§ Exercise objective
Return the lines below that contain "position".

§ Dataset records
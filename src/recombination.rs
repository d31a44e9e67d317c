//! # Recombination Resolver
//!
//! When a site ionizes it needs a nearby vacancy to give its electron
//! to. This module finds one: shuffle every currently-vacant site,
//! scan in that random order for the first one within the ionizing
//! site's travel radius, and repopulate it. Shuffling first rather
//! than scanning in index order means ties among several reachable
//! vacancies are not biased toward lower indices.

use rand::Rng;

use crate::site::{ReState, SiteTable};

/// Attempts to recombine the electron freed by ionizing site `source`
/// into a nearby vacancy. Returns `true` if a reachable vacancy was
/// found and repopulated, `false` if the electron was lost (no vacant
/// site within `travel_radius`, or no vacant site at all).
pub fn recombine(
    table: &mut SiteTable,
    source: usize,
    travel_radius: f64,
    rng: &mut impl Rng,
) -> bool {
    let mut vacant: Vec<usize> = table.vacant_indices().into_iter().filter(|&i| i != source).collect();
    if vacant.is_empty() {
        return false;
    }

    use rand::seq::SliceRandom;
    vacant.shuffle(rng);

    let (sx, sy) = table.position(source);
    let r2 = travel_radius * travel_radius;

    for target in vacant {
        let (tx, ty) = table.position(target);
        let dx = tx - sx;
        let dy = ty - sy;
        if dx * dx + dy * dy <= r2 {
            table.set_populated(target, true);
            if table.is_re(target) {
                table.set_re_state(target, ReState::Excited);
            }
            return true;
        }
    }
    false
}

§ Exercise answer
    let (sx, sy) = table.position(source);
        let (tx, ty) = table.position(target);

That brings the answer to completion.